In the aftermath of the Barclays rate-fixing scandal, the most surprising reaction has been from people in the financial sector who fully understand the awfulness of what has happened. Rather than seeing this as an issue of law and order, some well-informed people have been drawn toward arguments that excuse or justify the behavior of the Barclays employees.
The justifications offered include that this kind of cheating has long been done; that everyone does it; that “no one” get’s hurt; that the regulator’s should have caught them; and that it was only a very few basis points—a very small percent of a huge amount of money.
Medicynical Note: This sounds vaguely similar to some of the arguments put forth for continuing and “freeing from regulation” our non-system of health care. It is posited that “free markets” without government regulation will magically contain costs and result in better outcomes. Something that has not occurred anywhere in the world.
It should be noted that we’ve seen how well deregulation worked in the 80’s with Reagan’s S&L disaster; in the 90’s with Enron’s manipulation of energy markets; in this past decade with the Bush/Greenspan collapse of the financial system and now with the LIBOR scandal.

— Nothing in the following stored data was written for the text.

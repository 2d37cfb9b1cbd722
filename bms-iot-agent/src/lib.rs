//! Edge agent for the OpenBMS IoT platform.
//!
//! The agent polls a fleet of BACnet/IP field controllers, stages the
//! readings in an embedded SQLite store, publishes them to the cloud message
//! bus with at-least-once semantics, applies commands received from that bus
//! and emits periodic health telemetry. Internally it is a set of long-lived
//! supervised tasks exchanging typed messages through bounded mailboxes on a
//! single-threaded runtime.

pub mod actors;
pub mod bacnet;
pub mod cloud;
pub mod ids;
pub mod mqtt;
pub mod persistence;
pub mod settings;

pub use actors::{ActorName, MailboxRegistry};
pub use persistence::{DeploymentConfig, Store};
pub use settings::Settings;
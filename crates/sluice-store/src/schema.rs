//! SQL DDL and the counters-table schema lifecycle.
//!
//! The `events` table layout is fixed. The `counters` table has shipped in
//! several historical layouts; every `Database::open` detects which one is on
//! disk and converges it to the current `(k, v)` shape.

use rusqlite::Connection;
use tracing::warn;

use crate::error::StoreError;

pub const CREATE_TABLES: &str = r#"
CREATE TABLE IF NOT EXISTS events (
    topic TEXT NOT NULL,
    event_id TEXT NOT NULL,
    timestamp TEXT NOT NULL,
    source TEXT NOT NULL,
    payload TEXT NOT NULL,
    PRIMARY KEY (topic, event_id)
);
"#;

const CREATE_COUNTERS: &str = r#"
CREATE TABLE counters (
    k TEXT PRIMARY KEY,
    v INTEGER NOT NULL
);
"#;

pub const PRAGMAS: &str = r#"
PRAGMA journal_mode = WAL;
PRAGMA busy_timeout = 5000;
PRAGMA synchronous = NORMAL;
"#;

/// Legacy counters-table layouts this store knows how to migrate.
#[derive(Clone, Copy, Debug, PartialEq, Eq)]
pub enum LegacyLayout {
    /// `(key TEXT, value INTEGER)`
    KeyValue,
    /// `(name TEXT, value INTEGER)`
    NameValue,
}

impl LegacyLayout {
    fn columns(self) -> (&'static str, &'static str) {
        match self {
            LegacyLayout::KeyValue => ("key", "value"),
            LegacyLayout::NameValue => ("name", "value"),
        }
    }
}

/// What `Database::open` found on disk.
#[derive(Clone, Debug, PartialEq, Eq)]
pub enum CounterSchema {
    Missing,
    Current,
    Legacy(LegacyLayout),
    Unknown(Vec<String>),
}

pub fn detect_counter_schema(conn: &Connection) -> Result<CounterSchema, StoreError> {
    let exists: bool = conn
        .query_row(
            "SELECT COUNT(*) FROM sqlite_master WHERE type = 'table' AND name = 'counters'",
            [],
            |row| row.get::<_, i64>(0),
        )
        .map(|n| n > 0)?;
    if !exists {
        return Ok(CounterSchema::Missing);
    }

    let mut stmt = conn.prepare("PRAGMA table_info('counters')")?;
    let columns: Vec<String> = stmt
        .query_map([], |row| row.get::<_, String>(1))?
        .collect::<Result<_, _>>()?;

    let has = |name: &str| columns.iter().any(|c| c == name);
    if columns.len() == 2 && has("k") && has("v") {
        Ok(CounterSchema::Current)
    } else if has("key") && has("value") {
        Ok(CounterSchema::Legacy(LegacyLayout::KeyValue))
    } else if has("name") && has("value") {
        Ok(CounterSchema::Legacy(LegacyLayout::NameValue))
    } else {
        Ok(CounterSchema::Unknown(columns))
    }
}

/// Converge the counters table to the current layout. Idempotent: an
/// already-migrated store passes through the `Current` arm untouched.
pub fn ensure_counter_schema(conn: &Connection) -> Result<(), StoreError> {
    match detect_counter_schema(conn)? {
        CounterSchema::Missing => {
            conn.execute_batch(CREATE_COUNTERS)?;
        }
        CounterSchema::Current => {}
        CounterSchema::Legacy(layout) => {
            let (key_col, value_col) = layout.columns();
            warn!(key_col, value_col, "migrating counters schema to (k,v)");
            conn.execute_batch(
                "CREATE TABLE IF NOT EXISTS counters_new (
                    k TEXT PRIMARY KEY,
                    v INTEGER NOT NULL
                );",
            )?;
            conn.execute(
                &format!(
                    "INSERT OR IGNORE INTO counters_new (k, v) SELECT {key_col}, {value_col} FROM counters"
                ),
                [],
            )?;
            conn.execute("DROP TABLE counters", [])?;
            conn.execute("ALTER TABLE counters_new RENAME TO counters", [])?;
        }
        CounterSchema::Unknown(columns) => {
            let backup = format!("counters_backup_{}", chrono::Utc::now().timestamp());
            warn!(?columns, backup = %backup, "unknown counters schema, renaming aside and recreating");
            conn.execute(&format!("ALTER TABLE counters RENAME TO {backup}"), [])?;
            conn.execute_batch(CREATE_COUNTERS)?;
        }
    }
    Ok(())
}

From these experiences, the long term effect of deregulation on complex markets would appear to be collusion and corruption. The goal of which is to maximize short term profit (and incomes) of those involved. Perhaps, that’s why the U.S.’s quasi free market of health care costs 1.5-2 times that of any other place in the world.
Improved health is not the driving force of this system. But rather the motivation is more revenue and profits for suppliers, whether they are insurers, providers, pharmaceutical companies or developers of technology. As with the LIBOR scandal, integrity and honesty (and improved quality, affordability, and access) is not their concern.
And as Simon Johnson noted:
Power corrupts, and financial market power has completely corrupted financial markets. Barclays and the other global mega-banks involved in fixing Libor have brought their own industry very low – completely destroying the legitimacy on which sensible financial intermediation needs to be based.